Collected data
---*---

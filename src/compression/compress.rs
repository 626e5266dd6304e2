use crate::core::error::{Error, ErrorKind, Result};
use serde::{Serialize, Deserialize};

/// Compressed block storage for persisted structures
#[derive(Serialize, Deserialize)]
pub struct CompressedBlock {
    pub data: Vec<u8>,
    pub original_size: usize,
    pub compression: CompressionType,
}

#[derive(Debug, Clone, Copy, PartialEq, Eq, Serialize, Deserialize)]
pub enum CompressionType {
    None,
    LZ4,      // Fast compression (~500 MB/s), ratio 2-3x
}

/// Blocks smaller than this are stored raw
const MIN_COMPRESS_SIZE: usize = 64;

impl CompressedBlock {
    pub fn compress(data: &[u8], compression: CompressionType) -> Result<Self> {
        let compressed = match compression {
            CompressionType::None => data.to_vec(),

            CompressionType::LZ4 => {
                lz4::block::compress(data, None, false)?
            }
        };

        Ok(CompressedBlock {
            data: compressed,
            original_size: data.len(),
            compression,
        })
    }

    /// LZ4 for anything worth compressing, raw otherwise
    pub fn compress_auto(data: &[u8]) -> Result<Self> {
        if data.len() < MIN_COMPRESS_SIZE {
            Self::compress(data, CompressionType::None)
        } else {
            Self::compress(data, CompressionType::LZ4)
        }
    }

    pub fn decompress(&self) -> Result<Vec<u8>> {
        match self.compression {
            CompressionType::None => Ok(self.data.clone()),

            CompressionType::LZ4 => {
                let size = i32::try_from(self.original_size).map_err(|_| {
                    Error::new(ErrorKind::Corrupt, "Block too large to decompress".to_string())
                })?;
                lz4::block::decompress(&self.data, Some(size))
                    .map_err(|e| Error::new(ErrorKind::Corrupt, e.to_string()))
            }
        }
    }
}

#[cfg(test)]
mod tests {
    use super::*;

    #[test]
    fn small_blocks_stay_raw() {
        let block = CompressedBlock::compress_auto(b"tiny").unwrap();
        assert_eq!(block.compression, CompressionType::None);
        assert_eq!(block.decompress().unwrap(), b"tiny");
    }

    #[test]
    fn repetitive_data_shrinks() {
        let data = b"<item>hello</item>".repeat(200);
        let block = CompressedBlock::compress_auto(&data).unwrap();
        assert_eq!(block.compression, CompressionType::LZ4);
        assert!(block.data.len() < data.len());
        assert_eq!(block.decompress().unwrap(), data);
    }
}
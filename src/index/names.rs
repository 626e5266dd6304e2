use std::collections::BTreeMap;
use serde::{Serialize, Deserialize};
use crate::core::types::{NameId, Pre};
use crate::index::{Index, IndexType};

/// Statistics collected for one element or attribute name
#[derive(Debug, Clone, Default, PartialEq, Serialize, Deserialize)]
pub struct NameStats {
    /// Records carrying the name, ascending
    pub occurrences: Vec<Pre>,
    /// Values seen under the name: attribute values, or texts owned by an element
    pub values: Vec<Vec<u8>>,
}

impl NameStats {
    pub fn count(&self) -> usize {
        self.occurrences.len()
    }
}

/// Name index keyed by interned name id. Serves as the tag index (elements
/// and the texts they own) and as the attribute-name index.
#[derive(Debug, Clone, PartialEq, Serialize, Deserialize)]
pub struct NameIndex {
    index_type: IndexType,
    stats: BTreeMap<NameId, NameStats>,
}

impl NameIndex {
    pub fn new(index_type: IndexType) -> Self {
        NameIndex {
            index_type,
            stats: BTreeMap::new(),
        }
    }

    pub fn stats(&self, name: NameId) -> Option<&NameStats> {
        self.stats.get(&name)
    }
}

impl Index for NameIndex {
    type Key = NameId;

    fn index_type(&self) -> IndexType {
        self.index_type
    }

    fn init(&mut self) {
        self.stats.clear();
    }

    /// `distinct` registers one occurrence of the name per record; repeating
    /// the call for the same record is ignored. Otherwise only the value is
    /// accumulated, once per call.
    fn add(&mut self, pre: Pre, key: &NameId, value: Option<&[u8]>, distinct: bool) {
        let stats = self.stats.entry(*key).or_default();
        if distinct {
            if stats.occurrences.last() == Some(&pre) {
                return;
            }
            stats.occurrences.push(pre);
        }
        if let Some(value) = value {
            stats.values.push(value.to_vec());
        }
    }

    fn len(&self) -> usize {
        self.stats.len()
    }
}

#[cfg(test)]
mod tests {
    use super::*;

    #[test]
    fn distinct_add_records_one_occurrence_per_step() {
        let mut index = NameIndex::new(IndexType::Tag);
        index.add(3, &1, None, true);
        index.add(3, &1, None, true);
        index.add(5, &1, None, true);
        assert_eq!(index.stats(1).unwrap().occurrences, vec![3, 5]);
    }

    #[test]
    fn accumulating_add_keeps_every_value() {
        let mut index = NameIndex::new(IndexType::Tag);
        index.add(1, &2, None, true);
        index.add(2, &2, Some(b"hi"), false);
        index.add(3, &2, Some(b"hi"), false);
        let stats = index.stats(2).unwrap();
        assert_eq!(stats.count(), 1);
        assert_eq!(stats.values, vec![b"hi".to_vec(), b"hi".to_vec()]);
    }

    #[test]
    fn init_clears() {
        let mut index = NameIndex::new(IndexType::AttributeName);
        index.add(1, &4, Some(b"v"), true);
        assert_eq!(index.len(), 1);
        index.init();
        assert!(index.is_empty());
        assert_eq!(index.index_type(), IndexType::AttributeName);
    }
}
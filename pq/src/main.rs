mod cli;
mod fixture;
mod prompt;

use anyhow::Result;
use clap::Parser;
use cli::Cli;
use fixture::load_fixture;
use mongo_persistor::{Dispatcher, Persistor, PersistorConfig};
use serde_json::{Value, json};
use std::sync::Arc;
use tracing::{info, warn};
use tracing_subscriber::EnvFilter;

fn main() -> Result<()> {
    tracing_subscriber::fmt()
        .with_env_filter(EnvFilter::from_default_env())
        .with_writer(std::io::stderr)
        .init();

    let cli = Cli::parse();
    let mut config = match &cli.config {
        Some(path) => PersistorConfig::from_path(path)?,
        None => PersistorConfig::default(),
    };
    config.fake = true;

    let fixture = load_fixture(&cli.fixture, cli.collection.as_deref().unwrap_or("default"))?;
    let collection = cli.collection.clone().unwrap_or_else(|| fixture.name.clone());
    if fixture.is_empty() {
        warn!(fixture = %cli.fixture.display(), "fixture holds no documents");
    }

    let persistor = Arc::new(Persistor::new(config)?);
    let dispatcher = Dispatcher::spawn(persistor, cli.workers)?;
    for document in fixture.documents {
        let reply = dispatcher.request(json!({
            "action": "save",
            "collection": collection,
            "document": document,
        }))?;
        expect_ok(&reply)?;
    }
    info!(%collection, "fixture loaded");

    let stdin = std::io::stdin();
    prompt::run(
        &dispatcher,
        &collection,
        stdin.lock(),
        &mut std::io::stdout(),
        &mut std::io::stderr(),
    )?;

    dispatcher.shutdown()
}

fn expect_ok(reply: &Value) -> Result<()> {
    if reply["status"] == "ok" {
        Ok(())
    } else {
        anyhow::bail!("persistor rejected fixture document: {reply}")
    }
}
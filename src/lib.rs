//! Fake-mode persistor: answers `save`, `delete` and `find` requests against
//! in-memory collections, using the query core from `persistor-syntax` and
//! `doc-store`.
mod config;
mod database;
mod dispatch;
mod persistor;
mod reply;
mod request;

pub use config::PersistorConfig;
pub use database::{FakeDatabase, Snapshot};
pub use dispatch::Dispatcher;
pub use persistor::Persistor;
pub use reply::{FailureKind, Reply};
pub use request::{QueryMatcher, Request};
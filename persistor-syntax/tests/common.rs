#![allow(dead_code)]
//! Shared helpers for `persistor-syntax` integration tests.

use persistor_syntax::*;

pub fn parse_ok(input: &str) -> PredicateList {
    parse_query(input).unwrap()
}

pub fn parse_err(input: &str) -> QueryError {
    parse_query(input).unwrap_err()
}

pub fn only(list: &PredicateList) -> &Predicate {
    assert_eq!(list.len(), 1, "expected a single predicate, got: {list}");
    &list.as_slice()[0]
}

pub fn path_is(predicate: &Predicate, expected: &[&str]) {
    assert_eq!(predicate.path().segments(), expected);
}

pub fn scalar_of(predicate: &Predicate) -> &Scalar {
    match predicate.operand() {
        Operand::Scalar(scalar) => scalar,
        other => panic!("expected scalar operand, got: {other:?}"),
    }
}

pub fn set_of(predicate: &Predicate) -> &[Scalar] {
    match predicate.operand() {
        Operand::Set(items) => items,
        other => panic!("expected set operand, got: {other:?}"),
    }
}

pub fn string_is(scalar: &Scalar, expected: &str) {
    match scalar {
        Scalar::String(text) => assert_eq!(text, expected),
        other => panic!("expected string, got: {other:?}"),
    }
}

pub fn number_is(scalar: &Scalar, expected: f64) {
    match scalar {
        Scalar::Number(value) => assert_eq!(*value, expected),
        other => panic!("expected number, got: {other:?}"),
    }
}

pub fn assert_kind(input: &str, kind: ErrorKind) {
    let err = parse_err(input);
    assert_eq!(err.kind(), kind, "{input:?} failed with {err}");
}
use persistor_syntax::{FieldPath, Scalar};
use serde_json::{Map, Value};
use std::cmp::Ordering;

/// A stored document: field name to JSON value, nested objects allowed.
pub type Document = Map<String, Value>;

/// Walks `path` one segment at a time through nested objects.
///
/// Returns `None` when a segment is missing or an intermediate value is not
/// an object. Arrays are not traversed.
pub fn resolve<'a>(document: &'a Document, path: &FieldPath) -> Option<&'a Value> {
    resolve_segments(document, path.segments().iter().map(String::as_str))
}

/// Same walk as [`resolve`] for a backend style dotted key (`person.age`).
pub fn resolve_dotted<'a>(document: &'a Document, key: &str) -> Option<&'a Value> {
    resolve_segments(document, key.split('.'))
}

fn resolve_segments<'a, 'k>(
    document: &'a Document,
    mut segments: impl Iterator<Item = &'k str>,
) -> Option<&'a Value> {
    let mut current = document.get(segments.next()?)?;
    for segment in segments {
        current = current.as_object()?.get(segment)?;
    }
    Some(current)
}

/// Orders a stored value against a query scalar.
///
/// Numbers compare numerically and strings lexicographically; any other
/// pairing is incomparable, so a string never equals a number.
pub fn compare_scalar(value: &Value, scalar: &Scalar) -> Option<Ordering> {
    match (value, scalar) {
        (Value::Number(number), Scalar::Number(expected)) => {
            number.as_f64()?.partial_cmp(expected)
        }
        (Value::String(text), Scalar::String(expected)) => Some(text.as_str().cmp(expected)),
        _ => None,
    }
}

/// [`compare_scalar`] for two JSON values, as the filter matcher sees them.
pub fn compare_values(value: &Value, expected: &Value) -> Option<Ordering> {
    match (value, expected) {
        (Value::Number(left), Value::Number(right)) => left.as_f64()?.partial_cmp(&right.as_f64()?),
        (Value::String(left), Value::String(right)) => Some(left.cmp(right)),
        _ => None,
    }
}

/// Type-aware equality. Scalars go through [`compare_values`]; booleans,
/// nulls, arrays and objects fall back to structural equality.
pub fn values_equal(value: &Value, expected: &Value) -> bool {
    match (value, expected) {
        (Value::Number(_), Value::Number(_)) | (Value::String(_), Value::String(_)) => {
            compare_values(value, expected) == Some(Ordering::Equal)
        }
        (Value::Number(_) | Value::String(_), _) | (_, Value::Number(_) | Value::String(_)) => {
            false
        }
        _ => value == expected,
    }
}
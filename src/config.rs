use anyhow::{Context, Result};
use serde::{Deserialize, Serialize};
use serde_json::Value;
use std::{fs::File, io::BufReader, path::Path};

/// Deployment settings of a persistor instance.
///
/// Missing fields take the module's defaults, so `{}` is a valid config.
#[derive(Debug, Clone, PartialEq, Eq, Serialize, Deserialize)]
#[serde(default)]
pub struct PersistorConfig {
    /// Event bus address the persistor answers on.
    pub address: String,
    pub db_name: String,
    pub host: String,
    pub port: u16,
    pub username: Option<String>,
    pub password: Option<String>,
    /// Serve requests from in-memory collections instead of a live store.
    pub fake: bool,
}

impl Default for PersistorConfig {
    fn default() -> Self {
        Self {
            address: "vertx.mongopersistor".to_string(),
            db_name: "default_db".to_string(),
            host: "localhost".to_string(),
            port: 27017,
            username: None,
            password: None,
            fake: false,
        }
    }
}

impl PersistorConfig {
    /// In-memory config with every other field at its default.
    pub fn fake() -> Self {
        Self {
            fake: true,
            ..Self::default()
        }
    }

    pub fn from_path(path: &Path) -> Result<Self> {
        let file = File::open(path)
            .with_context(|| format!("Failed to open config file {}", path.display()))?;
        serde_json::from_reader(BufReader::new(file))
            .with_context(|| format!("Failed to decode config file {}", path.display()))
    }

    pub fn from_value(value: Value) -> Result<Self> {
        serde_json::from_value(value).context("Invalid persistor config")
    }
}
#[cfg(test)]
mod tests;

use doc_store::{Document, FilterError, filter_matches, query_documents, validate_filter};
use parking_lot::RwLock;
use persistor_syntax::PredicateList;
use serde_json::Value;
use std::{collections::HashMap, sync::Arc};
use tracing::{debug, info};

/// An immutable view of one collection at a point in time.
pub type Snapshot = Arc<[Document]>;

/// In-memory stand-in for the document store.
///
/// Every collection is held as a copy-on-write snapshot: writers build a new
/// slice and swap it in under the write lock, readers clone the `Arc` under
/// the read lock and scan without holding it. A scan therefore never sees a
/// half-applied write.
#[derive(Debug, Default)]
pub struct FakeDatabase {
    collections: RwLock<HashMap<String, Snapshot>>,
}

impl FakeDatabase {
    pub fn new() -> Self {
        Self::default()
    }

    /// Current contents of `collection`; empty when it was never written.
    pub fn snapshot(&self, collection: &str) -> Snapshot {
        self.collections
            .read()
            .get(collection)
            .cloned()
            .unwrap_or_else(|| Arc::from(Vec::new()))
    }

    pub fn collection_names(&self) -> Vec<String> {
        let mut names: Vec<_> = self.collections.read().keys().cloned().collect();
        names.sort();
        names
    }

    /// Inserts `document`, or replaces the stored document with the same
    /// `_id`. A fresh UUID string is assigned when `_id` is missing.
    ///
    /// Returns the document's `_id`.
    pub fn save(&self, collection: &str, mut document: Document) -> Value {
        let id = document
            .entry("_id")
            .or_insert_with(|| Value::String(uuid::Uuid::new_v4().to_string()))
            .clone();

        let mut collections = self.collections.write();
        let current = collections.get(collection).map_or(&[][..], |docs| &docs[..]);
        let mut next = current.to_vec();
        match next.iter_mut().find(|stored| stored.get("_id") == Some(&id)) {
            Some(stored) => {
                debug!(collection, %id, "replacing document");
                *stored = document;
            }
            None => next.push(document),
        }
        collections.insert(collection.to_string(), Arc::from(next));
        id
    }

    /// Removes every document matching `matcher` (a native filter document;
    /// `{}` empties the collection). Returns how many were removed.
    pub fn delete(&self, collection: &str, matcher: &Value) -> Result<usize, FilterError> {
        validate_filter(matcher)?;
        let mut collections = self.collections.write();
        let Some(current) = collections.get(collection) else {
            return Ok(0);
        };
        let mut kept = Vec::with_capacity(current.len());
        for document in current.iter() {
            if !filter_matches(matcher, document)? {
                kept.push(document.clone());
            }
        }
        let removed = current.len() - kept.len();
        collections.insert(collection.to_string(), Arc::from(kept));
        info!(collection, removed, "deleted documents");
        Ok(removed)
    }

    /// Documents matching a native filter document, in insertion order.
    pub fn find_by_filter(
        &self,
        collection: &str,
        filter: &Value,
    ) -> Result<Vec<Document>, FilterError> {
        validate_filter(filter)?;
        let snapshot = self.snapshot(collection);
        let mut found = Vec::new();
        for document in snapshot.iter() {
            if filter_matches(filter, document)? {
                found.push(document.clone());
            }
        }
        Ok(found)
    }

    /// Documents matching a parsed predicate list, in insertion order.
    pub fn find(&self, collection: &str, predicates: &PredicateList) -> Vec<Document> {
        let snapshot = self.snapshot(collection);
        query_documents(&snapshot, predicates)
            .into_iter()
            .cloned()
            .collect()
    }
}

---*---

**What to do:**
Return, word for word, every line from the top of the entries down to the line that holds "let size = i32::try_from(self.original_size).map_err(|_|", both included.

**Exercise solution:**
filename src/compression/compress.rs
repository 626e5266dd6304e2
use crate::core::error::{Error, ErrorKind, Result};
use serde::{Serialize, Deserialize};

/// Compressed block storage for persisted structures
#[derive(Serialize, Deserialize)]
pub struct CompressedBlock {
    pub data: Vec<u8>,
    pub original_size: usize,
    pub compression: CompressionType,
}

#[derive(Debug, Clone, Copy, PartialEq, Eq, Serialize, Deserialize)]
pub enum CompressionType {
    None,
    LZ4,      // Fast compression (~500 MB/s), ratio 2-3x
}

/// Blocks smaller than this are stored raw
const MIN_COMPRESS_SIZE: usize = 64;

impl CompressedBlock {
    pub fn compress(data: &[u8], compression: CompressionType) -> Result<Self> {
        let compressed = match compression {
            CompressionType::None => data.to_vec(),

            CompressionType::LZ4 => {
                lz4::block::compress(data, None, false)?
            }
        };

        Ok(CompressedBlock {
            data: compressed,
            original_size: data.len(),
            compression,
        })
    }

    /// LZ4 for anything worth compressing, raw otherwise
    pub fn compress_auto(data: &[u8]) -> Result<Self> {
        if data.len() < MIN_COMPRESS_SIZE {
            Self::compress(data, CompressionType::None)
        } else {
            Self::compress(data, CompressionType::LZ4)
        }
    }

    pub fn decompress(&self) -> Result<Vec<u8>> {
        match self.compression {
            CompressionType::None => Ok(self.data.clone()),

            CompressionType::LZ4 => {
                let size = i32::try_from(self.original_size).map_err(|_| {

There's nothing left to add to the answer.